GIT_COMMITTER_EMAIL=$GIT_AUTHOR_EMAIL;
GIT_COMMITTER_NAME="$GIT_AUTHOR_NAME"; fi' -- --all'

It worked flawlessy, but I noticed that all changed commits were now unsigned. Fortunately, there's a simple one-liner for that, which also uses git-filter-branch under the hood:

#!/bin/sh

git filter-branch --commit-filter '
    if [ "$GIT_COMMIT" != "" ];
    then
        git commit-tree -S "$@";
    else
        git commit-tree "$@";
    fi' HEAD

You can run it directly, or save into a shell script and run it from there. It will sign all commits in the current branch. If you want to sign all commits in all branches, you can use --all instead of HEAD.

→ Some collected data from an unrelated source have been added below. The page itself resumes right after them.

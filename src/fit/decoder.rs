use super::crc;
use super::profile::{self, FieldKind, FIT_EPOCH_OFFSET, TIMESTAMP_FIELD};
use super::FitError;
use crate::domain::model::{Record, Value};
use chrono::DateTime;
use std::borrow::Cow;

const MAX_LOCAL_TYPES: usize = 16;

#[derive(Debug, Clone, Copy)]
pub struct DecodeOptions {
    pub check_crc: bool,
}

impl Default for DecodeOptions {
    fn default() -> Self {
        Self { check_crc: true }
    }
}

#[derive(Debug, Clone, PartialEq, Eq)]
pub struct FileHeader {
    pub header_size: u8,
    pub protocol_version: u8,
    pub profile_version: u16,
    pub data_size: u32,
    pub header_crc: Option<u16>,
}

#[derive(Debug, Clone, PartialEq)]
pub struct Field {
    pub number: u8,
    pub name: Cow<'static, str>,
    /// `None` when the raw bytes held the base type's invalid marker.
    pub value: Option<Value>,
}

#[derive(Debug, Clone, PartialEq)]
pub struct DataMessage {
    pub global: u16,
    pub fields: Vec<Field>,
}

impl DataMessage {
    pub fn get(&self, name: &str) -> Option<&Value> {
        self.fields
            .iter()
            .find(|f| f.name == name)
            .and_then(|f| f.value.as_ref())
    }

    /// Field name to value, skipping invalid fields.
    pub fn to_record(&self) -> Record {
        Record {
            data: self
                .fields
                .iter()
                .filter_map(|f| f.value.clone().map(|v| (f.name.to_string(), v)))
                .collect(),
        }
    }
}

#[derive(Debug, Clone)]
pub struct FitFile {
    pub headers: Vec<FileHeader>,
    pub messages: Vec<DataMessage>,
}

impl FitFile {
    /// Decode a buffer holding one FIT file, or several chained back to back.
    pub fn from_bytes(buf: &[u8], options: DecodeOptions) -> Result<Self, FitError> {
        let mut headers = Vec::new();
        let mut messages = Vec::new();
        let mut pos = 0;

        while pos < buf.len() {
            let consumed = decode_one(&buf[pos..], options, &mut headers, &mut messages)?;
            pos += consumed;
        }

        if headers.is_empty() {
            return Err(FitError::Truncated { offset: 0 });
        }

        Ok(Self { headers, messages })
    }

    pub fn messages<'a>(&'a self, name: &'a str) -> impl Iterator<Item = &'a DataMessage> + 'a {
        let global = profile::message_number(name);
        self.messages
            .iter()
            .filter(move |m| Some(m.global) == global)
    }
}

#[derive(Debug, Clone, Copy)]
struct FieldDef {
    number: u8,
    size: u8,
    base_type: u8,
}

#[derive(Debug, Clone)]
struct Definition {
    global: u16,
    big_endian: bool,
    fields: Vec<FieldDef>,
    developer_size: usize,
}

struct Cursor<'a> {
    buf: &'a [u8],
    pos: usize,
    base: usize,
}

impl<'a> Cursor<'a> {
    fn take(&mut self, n: usize) -> Result<&'a [u8], FitError> {
        let end = self.pos.checked_add(n).filter(|&end| end <= self.buf.len());
        match end {
            Some(end) => {
                let slice = &self.buf[self.pos..end];
                self.pos = end;
                Ok(slice)
            }
            None => Err(FitError::Truncated {
                offset: self.base + self.pos,
            }),
        }
    }

    fn u8(&mut self) -> Result<u8, FitError> {
        Ok(self.take(1)?[0])
    }

    fn is_empty(&self) -> bool {
        self.pos >= self.buf.len()
    }
}

fn parse_header(buf: &[u8], options: DecodeOptions) -> Result<FileHeader, FitError> {
    let header_size = *buf.first().ok_or(FitError::Truncated { offset: 0 })?;
    if header_size != 12 && header_size != 14 {
        return Err(FitError::InvalidHeaderSize(header_size));
    }
    if buf.len() < header_size as usize {
        return Err(FitError::Truncated { offset: buf.len() });
    }
    if &buf[8..12] != b".FIT" {
        return Err(FitError::BadSignature);
    }

    let header_crc = if header_size == 14 {
        let stored = u16::from_le_bytes([buf[12], buf[13]]);
        if stored != 0 && options.check_crc {
            let computed = crc::checksum(&buf[..12]);
            if computed != stored {
                return Err(FitError::CrcMismatch {
                    expected: stored,
                    computed,
                });
            }
        }
        Some(stored).filter(|&c| c != 0)
    } else {
        None
    };

    Ok(FileHeader {
        header_size,
        protocol_version: buf[1],
        profile_version: u16::from_le_bytes([buf[2], buf[3]]),
        data_size: u32::from_le_bytes([buf[4], buf[5], buf[6], buf[7]]),
        header_crc,
    })
}

/// Decodes a single file at the start of `buf`; returns the bytes consumed.
fn decode_one(
    buf: &[u8],
    options: DecodeOptions,
    headers: &mut Vec<FileHeader>,
    messages: &mut Vec<DataMessage>,
) -> Result<usize, FitError> {
    let header = parse_header(buf, options)?;
    let data_start = header.header_size as usize;
    let data_end = data_start + header.data_size as usize;
    let file_end = data_end + 2;
    if buf.len() < file_end {
        return Err(FitError::Truncated { offset: buf.len() });
    }

    if options.check_crc {
        let stored = u16::from_le_bytes([buf[data_end], buf[data_end + 1]]);
        let computed = crc::checksum(&buf[..data_end]);
        if stored != computed {
            return Err(FitError::CrcMismatch {
                expected: stored,
                computed,
            });
        }
    }

    let mut cursor = Cursor {
        buf: &buf[data_start..data_end],
        pos: 0,
        base: data_start,
    };
    let mut definitions: [Option<Definition>; MAX_LOCAL_TYPES] = Default::default();
    let mut last_timestamp: Option<u32> = None;

    while !cursor.is_empty() {
        let record_header = cursor.u8()?;

        if record_header & 0x80 != 0 {
            // 壓縮時間戳記標頭
            let local = ((record_header >> 5) & 0x03) as usize;
            let offset = (record_header & 0x1F) as u32;
            let def = definitions[local]
                .as_ref()
                .ok_or(FitError::UndefinedLocalType(local as u8))?;
            let timestamp = last_timestamp.map(|last| {
                last.wrapping_add(offset.wrapping_sub(last) & 0x1F)
            });
            let mut message = read_data(&mut cursor, def, &mut last_timestamp)?;
            if let Some(ts) = timestamp {
                if !message.fields.iter().any(|f| f.number == TIMESTAMP_FIELD) {
                    message.fields.push(timestamp_field(ts));
                }
                last_timestamp = Some(ts);
            }
            messages.push(message);
            continue;
        }

        let local = (record_header & 0x0F) as usize;
        if record_header & 0x40 != 0 {
            let has_developer_data = record_header & 0x20 != 0;
            definitions[local] = Some(read_definition(&mut cursor, has_developer_data)?);
        } else {
            let def = definitions[local]
                .as_ref()
                .ok_or(FitError::UndefinedLocalType(local as u8))?;
            let message = read_data(&mut cursor, def, &mut last_timestamp)?;
            messages.push(message);
        }
    }

    headers.push(header);
    Ok(file_end)
}

fn read_definition(cursor: &mut Cursor<'_>, has_developer_data: bool) -> Result<Definition, FitError> {
    let _reserved = cursor.u8()?;
    let big_endian = cursor.u8()? == 1;
    let global_bytes = cursor.take(2)?;
    let global = if big_endian {
        u16::from_be_bytes([global_bytes[0], global_bytes[1]])
    } else {
        u16::from_le_bytes([global_bytes[0], global_bytes[1]])
    };

    let field_count = cursor.u8()?;
    let mut fields = Vec::with_capacity(field_count as usize);
    for _ in 0..field_count {
        let raw = cursor.take(3)?;
        fields.push(FieldDef {
            number: raw[0],
            size: raw[1],
            base_type: raw[2],
        });
    }

    let mut developer_size = 0;
    if has_developer_data {
        let dev_count = cursor.u8()?;
        for _ in 0..dev_count {
            let raw = cursor.take(3)?;
            developer_size += raw[1] as usize;
        }
    }

    Ok(Definition {
        global,
        big_endian,
        fields,
        developer_size,
    })
}

fn read_data(
    cursor: &mut Cursor<'_>,
    def: &Definition,
    last_timestamp: &mut Option<u32>,
) -> Result<DataMessage, FitError> {
    let mut fields = Vec::with_capacity(def.fields.len());

    for field_def in &def.fields {
        let bytes = cursor.take(field_def.size as usize)?;
        let raw = decode_raw(bytes, field_def.base_type, def.big_endian);

        if field_def.number == TIMESTAMP_FIELD {
            if let Some(Value::UInt(ts)) = raw {
                *last_timestamp = Some(ts as u32);
            }
        }

        fields.push(apply_profile(def.global, field_def.number, raw));
    }

    // developer fields are not interpreted
    cursor.take(def.developer_size)?;

    Ok(DataMessage {
        global: def.global,
        fields,
    })
}

fn timestamp_field(ts: u32) -> Field {
    apply_profile(profile::RECORD, TIMESTAMP_FIELD, Some(Value::UInt(ts as u64)))
}

fn apply_profile(global: u16, number: u8, raw: Option<Value>) -> Field {
    let Some(field) = profile::field_profile(global, number) else {
        return Field {
            number,
            name: Cow::Owned(format!("unknown_{}", number)),
            value: raw,
        };
    };

    let value = raw.and_then(|v| match field.kind {
        FieldKind::DateTime => to_date_time(&v),
        FieldKind::Plain if field.is_scaled() => Some(apply_scale(v, field.scale, field.offset)),
        FieldKind::Plain => Some(v),
    });

    Field {
        number,
        name: Cow::Borrowed(field.name),
        value,
    }
}

fn to_date_time(value: &Value) -> Option<Value> {
    let secs = match value {
        Value::UInt(v) => *v as i64,
        Value::Int(v) => *v,
        _ => return None,
    };
    secs.checked_add(FIT_EPOCH_OFFSET)
        .and_then(|secs| DateTime::from_timestamp(secs, 0))
        .map(Value::Timestamp)
}

fn apply_scale(value: Value, scale: f64, offset: f64) -> Value {
    match value {
        Value::Array(items) => Value::Array(
            items
                .into_iter()
                .map(|item| item.map(|v| apply_scale(v, scale, offset)))
                .collect(),
        ),
        other => match other.as_f64() {
            Some(v) => Value::Float(v / scale - offset),
            None => other,
        },
    }
}

#[derive(Debug, Clone, Copy, PartialEq, Eq)]
enum BaseType {
    Enum,
    SInt8,
    UInt8,
    SInt16,
    UInt16,
    SInt32,
    UInt32,
    String,
    Float32,
    Float64,
    UInt8z,
    UInt16z,
    UInt32z,
    Byte,
    SInt64,
    UInt64,
    UInt64z,
}

impl BaseType {
    fn from_byte(b: u8) -> Option<Self> {
        let ty = match b & 0x1F {
            0 => BaseType::Enum,
            1 => BaseType::SInt8,
            2 => BaseType::UInt8,
            3 => BaseType::SInt16,
            4 => BaseType::UInt16,
            5 => BaseType::SInt32,
            6 => BaseType::UInt32,
            7 => BaseType::String,
            8 => BaseType::Float32,
            9 => BaseType::Float64,
            10 => BaseType::UInt8z,
            11 => BaseType::UInt16z,
            12 => BaseType::UInt32z,
            13 => BaseType::Byte,
            14 => BaseType::SInt64,
            15 => BaseType::UInt64,
            16 => BaseType::UInt64z,
            _ => return None,
        };
        Some(ty)
    }

    fn size(self) -> usize {
        match self {
            BaseType::Enum
            | BaseType::SInt8
            | BaseType::UInt8
            | BaseType::String
            | BaseType::UInt8z
            | BaseType::Byte => 1,
            BaseType::SInt16 | BaseType::UInt16 | BaseType::UInt16z => 2,
            BaseType::SInt32 | BaseType::UInt32 | BaseType::Float32 | BaseType::UInt32z => 4,
            BaseType::Float64 | BaseType::SInt64 | BaseType::UInt64 | BaseType::UInt64z => 8,
        }
    }
}

fn decode_raw(bytes: &[u8], base_type: u8, big_endian: bool) -> Option<Value> {
    let base = BaseType::from_byte(base_type).unwrap_or(BaseType::Byte);
    let width = base.size();

    if base == BaseType::String {
        let end = bytes.iter().position(|&b| b == 0).unwrap_or(bytes.len());
        let text = String::from_utf8_lossy(&bytes[..end]).into_owned();
        return (!text.is_empty()).then_some(Value::Text(text));
    }

    // 欄位大小不是型別寬度的倍數時，當成原始位元組處理
    let base = if bytes.len() % width != 0 {
        BaseType::Byte
    } else {
        base
    };

    if base == BaseType::Byte {
        if bytes.is_empty() || bytes.iter().all(|&b| b == 0xFF) {
            return None;
        }
        if bytes.len() == 1 {
            return Some(Value::UInt(bytes[0] as u64));
        }
        return Some(Value::Array(
            bytes.iter().map(|&b| Some(Value::UInt(b as u64))).collect(),
        ));
    }

    // 陣列元素保留原位置，無效值為 None
    let mut cells: Vec<Option<Value>> = bytes
        .chunks_exact(base.size())
        .map(|chunk| decode_scalar(chunk, base, big_endian))
        .collect();

    if cells.iter().all(Option::is_none) {
        return None;
    }
    if cells.len() == 1 {
        return cells.pop().flatten();
    }
    Some(Value::Array(cells))
}

fn read_bytes<const N: usize>(chunk: &[u8], big_endian: bool) -> [u8; N] {
    let mut out = [0u8; N];
    out.copy_from_slice(&chunk[..N]);
    if big_endian {
        out.reverse();
    }
    out
}

/// Decodes one element; `None` for the type's invalid marker.
fn decode_scalar(chunk: &[u8], base: BaseType, big_endian: bool) -> Option<Value> {
    match base {
        BaseType::Enum | BaseType::UInt8 => {
            (chunk[0] != 0xFF).then_some(Value::UInt(chunk[0] as u64))
        }
        BaseType::UInt8z => (chunk[0] != 0).then_some(Value::UInt(chunk[0] as u64)),
        BaseType::SInt8 => {
            let v = chunk[0] as i8;
            (v != i8::MAX).then_some(Value::Int(v as i64))
        }
        BaseType::SInt16 => {
            let v = i16::from_le_bytes(read_bytes(chunk, big_endian));
            (v != i16::MAX).then_some(Value::Int(v as i64))
        }
        BaseType::UInt16 => {
            let v = u16::from_le_bytes(read_bytes(chunk, big_endian));
            (v != u16::MAX).then_some(Value::UInt(v as u64))
        }
        BaseType::UInt16z => {
            let v = u16::from_le_bytes(read_bytes(chunk, big_endian));
            (v != 0).then_some(Value::UInt(v as u64))
        }
        BaseType::SInt32 => {
            let v = i32::from_le_bytes(read_bytes(chunk, big_endian));
            (v != i32::MAX).then_some(Value::Int(v as i64))
        }
        BaseType::UInt32 => {
            let v = u32::from_le_bytes(read_bytes(chunk, big_endian));
            (v != u32::MAX).then_some(Value::UInt(v as u64))
        }
        BaseType::UInt32z => {
            let v = u32::from_le_bytes(read_bytes(chunk, big_endian));
            (v != 0).then_some(Value::UInt(v as u64))
        }
        BaseType::Float32 => {
            let bits = u32::from_le_bytes(read_bytes(chunk, big_endian));
            (bits != u32::MAX).then(|| Value::Float(f32::from_bits(bits) as f64))
        }
        BaseType::Float64 => {
            let bits = u64::from_le_bytes(read_bytes(chunk, big_endian));
            (bits != u64::MAX).then(|| Value::Float(f64::from_bits(bits)))
        }
        BaseType::SInt64 => {
            let v = i64::from_le_bytes(read_bytes(chunk, big_endian));
            (v != i64::MAX).then_some(Value::Int(v))
        }
        BaseType::UInt64 => {
            let v = u64::from_le_bytes(read_bytes(chunk, big_endian));
            (v != u64::MAX).then_some(Value::UInt(v))
        }
        BaseType::UInt64z => {
            let v = u64::from_le_bytes(read_bytes(chunk, big_endian));
            (v != 0).then_some(Value::UInt(v))
        }
        BaseType::String | BaseType::Byte => None,
    }
}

Since you've now rewritten the history, you'll need to force push the changes to the remote repository:

git push --force

Before you do that though, it may be worth checking if the commits have actually been signed and that a GPG/SSH signature is correct. You can run git log command with the following options:

git log --pretty=format:"%h %G? %aN <%aE> %s" -n 10

You may get a following message next to each commit:

error: gpg.ssh.allowedSignersFile needs to be configured and exist for ssh signature verification

It means that git doesn't know what signatures are valid yet. Find you signature (e.g. from ~/.gitconfig), create a new file, like ~/allowed_signers and add your copied signature there. Then run the following to tell git where to find it:

git config --global gpg.ssh.allowedSignersFile ~/allowed_signers

Let's now run the git log --pretty=format:"%h %G? %aN <%aE> %s" -n 10 command again. For reference, here's an explanation of each placeholder used in the format string:

%h: Abbreviated commit hash (usually the first 7 characters of the full commit hash)
%G?: Signature status of the commit (see below for a detailed explanation of the possible values)
%aN: Author name of the commit
<%aE>: Author email of the commit, enclosed within angle brackets <>
%s: Commit message (subject line)

Regarding the %G? placeholder, it shows the GPG/SSH signature status of each commit with the following possible values:

G: Good signature (signed and valid)
B: Bad signature (signed but invalid)
U: Untrusted signature (signed but not enough trust)
X: Expired signature (signed but signature has expired)
Y: Expiring signature (signed but signature will expire soon)
R: Revoked signature (signed but signature has been revoked)
E: Couldn't be checked (signature exists but an error occurred)
N: No signature

If everything looks good, force push to the remote repository. (Just remember that force-pushing can cause problems for collaborators who have already fetched or cloned the repository. Make sure to inform them of the changes and have them re-clone or rebase their local copies.)